• **Provided records**:
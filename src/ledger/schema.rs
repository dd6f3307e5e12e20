//! Ledger column layout and load-time reconciliation.
//!
//! Older dashboards wrote different column sets (`Name, Roll/ID, Date, Time`,
//! then `StudentID, Name, Date, Time`). Whatever the file carries is mapped
//! onto the canonical set once, at load: missing columns read as empty,
//! unknown columns are dropped on the next write.

use csv::StringRecord;

/// Canonical columns, in persisted order.
pub const CANONICAL_COLUMNS: [&str; 5] = ["StudentID", "Name", "Date", "Time", "Image"];

pub const COL_STUDENT_ID: usize = 0;
pub const COL_NAME: usize = 1;
pub const COL_DATE: usize = 2;
pub const COL_TIME: usize = 3;
pub const COL_IMAGE: usize = 4;

/// Header spellings from earlier releases that carry a canonical column.
const COLUMN_ALIASES: &[(&str, &str)] = &[("Roll/ID", "StudentID")];

/// What reconciliation changed relative to the file on disk.
#[derive(Debug, Clone, Default, PartialEq, Eq)]
pub struct Reconciliation {
    pub added: Vec<&'static str>,
    pub dropped: Vec<String>,
    pub renamed: Vec<(String, &'static str)>,
}

impl Reconciliation {
    pub fn is_clean(&self) -> bool {
        self.added.is_empty() && self.dropped.is_empty() && self.renamed.is_empty()
    }

    /// A file without any id column can only have been keyed by name.
    pub fn lacks_student_id(&self) -> bool {
        self.added.contains(&CANONICAL_COLUMNS[COL_STUDENT_ID])
    }
}

/// Position of each canonical column inside a file's rows.
#[derive(Debug, Clone, Default)]
pub struct ColumnMap {
    indices: [Option<usize>; 5],
}

impl ColumnMap {
    /// Value of canonical column `col` in `row`, empty when the file lacks it.
    pub fn value<'r>(&self, row: &'r StringRecord, col: usize) -> &'r str {
        self.indices[col]
            .and_then(|i| row.get(i))
            .map(str::trim)
            .unwrap_or("")
    }
}

fn canonical_index(name: &str) -> Option<usize> {
    CANONICAL_COLUMNS.iter().position(|c| *c == name)
}

fn resolve_alias(name: &str) -> Option<&'static str> {
    COLUMN_ALIASES
        .iter()
        .find(|(alias, _)| *alias == name)
        .map(|(_, canonical)| *canonical)
}

/// Map a file header onto the canonical columns.
///
/// First occurrence wins when two headers resolve to the same column.
pub fn reconcile(headers: &StringRecord) -> (ColumnMap, Reconciliation) {
    let mut map = ColumnMap::default();
    let mut report = Reconciliation::default();

    for (i, raw) in headers.iter().enumerate() {
        let name = raw.trim();
        if name.is_empty() {
            continue;
        }

        let (target, alias) = match canonical_index(name) {
            Some(idx) => (Some(idx), None),
            None => match resolve_alias(name) {
                Some(canon) => (canonical_index(canon), Some(canon)),
                None => (None, None),
            },
        };

        match target {
            Some(idx) if map.indices[idx].is_none() => {
                map.indices[idx] = Some(i);
                if let Some(canon) = alias {
                    report.renamed.push((name.to_string(), canon));
                }
            }
            _ => report.dropped.push(name.to_string()),
        }
    }

    for (idx, col) in CANONICAL_COLUMNS.iter().enumerate() {
        if map.indices[idx].is_none() {
            report.added.push(*col);
        }
    }

    (map, report)
}

#[cfg(test)]
mod tests {
    use super::*;

    fn header(cols: &[&str]) -> StringRecord {
        StringRecord::from(cols.to_vec())
    }

    #[test]
    fn canonical_header_is_clean() {
        let (_, rep) = reconcile(&header(&CANONICAL_COLUMNS));
        assert!(rep.is_clean());
    }

    #[test]
    fn missing_image_is_added_and_extra_dropped() {
        let h = header(&["StudentID", "Name", "Date", "Time", "Confidence"]);
        let (map, rep) = reconcile(&h);

        assert_eq!(rep.added, vec!["Image"]);
        assert_eq!(rep.dropped, vec!["Confidence".to_string()]);

        let row = StringRecord::from(vec!["S1", "Alice", "2024-05-01", "09:00:00", "0.93"]);
        assert_eq!(map.value(&row, COL_IMAGE), "");
        assert_eq!(map.value(&row, COL_NAME), "Alice");
    }

    #[test]
    fn roll_id_header_feeds_student_id() {
        let h = header(&["Name", "Roll/ID", "Date", "Time"]);
        let (map, rep) = reconcile(&h);

        assert_eq!(rep.renamed, vec![("Roll/ID".to_string(), "StudentID")]);
        assert!(!rep.lacks_student_id());

        let row = StringRecord::from(vec!["Test User", "101", "2024-05-01", "10:00:00"]);
        assert_eq!(map.value(&row, COL_STUDENT_ID), "101");
    }

    #[test]
    fn name_keyed_layout_lacks_student_id() {
        let (_, rep) = reconcile(&header(&["Name", "Date", "Time"]));
        assert!(rep.lacks_student_id());
        assert_eq!(rep.added, vec!["StudentID", "Image"]);
    }

    #[test]
    fn headers_are_trimmed_and_first_duplicate_wins() {
        let h = header(&[" StudentID ", "Name", "Roll/ID", "Date"]);
        let (map, rep) = reconcile(&h);

        assert_eq!(rep.dropped, vec!["Roll/ID".to_string()]);
        let row = StringRecord::from(vec!["S9", "Bob", "77", "2024-01-02"]);
        assert_eq!(map.value(&row, COL_STUDENT_ID), "S9");
    }
}
use crate::config::Config;
use crate::config::migrate::{migrate_add_missing_fields, missing_fields};
use crate::errors::{AppError, AppResult};
use crate::journal::JournalPool;
use crate::ui::messages::{bullet, error, info, success, warning};
use std::path::Path;
use std::process::Command;

pub struct ConfigLogic;

impl ConfigLogic {
    /// Print the effective configuration (file values plus defaults).
    pub fn print(cfg: &Config) -> AppResult<()> {
        let yaml = serde_yaml::to_string(cfg)
            .map_err(|e| AppError::Config(format!("serialize error: {e}")))?;
        println!("📄 Current configuration:\n");
        println!("{}", yaml);
        Ok(())
    }

    /// List keys missing from the file. Returns how many are missing.
    pub fn check(path: &Path) -> AppResult<usize> {
        if !path.exists() {
            warning(format!(
                "No config file at {}; defaults are in use. Run `init` to create it.",
                path.display()
            ));
            return Ok(0);
        }

        let missing = missing_fields(path)?;
        if missing.is_empty() {
            success("Configuration file is complete.");
        } else {
            warning(format!("{} fields missing (defaults apply):", missing.len()));
            for field in &missing {
                bullet(field);
            }
            info("Run `config --migrate` to write them into the file.");
        }
        Ok(missing.len())
    }

    pub fn migrate(pool: &JournalPool, path: &Path) -> AppResult<Vec<String>> {
        migrate_add_missing_fields(&pool.conn, path)
    }

    /// Open the config file in `editor`, falling back to the platform default.
    pub fn edit(path: &Path, editor: Option<&str>) -> AppResult<()> {
        let default_editor = std::env::var("EDITOR")
            .or_else(|_| std::env::var("VISUAL"))
            .unwrap_or_else(|_| {
                if cfg!(target_os = "windows") {
                    "notepad".to_string()
                } else {
                    "nano".to_string()
                }
            });

        let editor_to_use = editor.map(str::to_string).unwrap_or_else(|| default_editor.clone());

        if run_editor(&editor_to_use, path) {
            success(format!(
                "Configuration file edited successfully using '{}'",
                editor_to_use
            ));
            return Ok(());
        }

        warning(format!(
            "Editor '{}' not available, falling back to '{}'",
            editor_to_use, default_editor
        ));

        if editor_to_use != default_editor && run_editor(&default_editor, path) {
            success(format!(
                "Configuration file edited successfully using fallback '{}'",
                default_editor
            ));
            return Ok(());
        }

        error(format!(
            "Failed to edit configuration file using '{}'",
            default_editor
        ));
        Err(AppError::Config(format!("no usable editor for {}", path.display())))
    }
}

fn run_editor(editor: &str, path: &Path) -> bool {
    matches!(Command::new(editor).arg(path).status(), Ok(s) if s.success())
}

• **Assignment**: Search the data for "bullet". Copy each line that has it.

• **Task response**:
use crate::ui::messages::{bullet, error, info, success, warning};
                bullet(field);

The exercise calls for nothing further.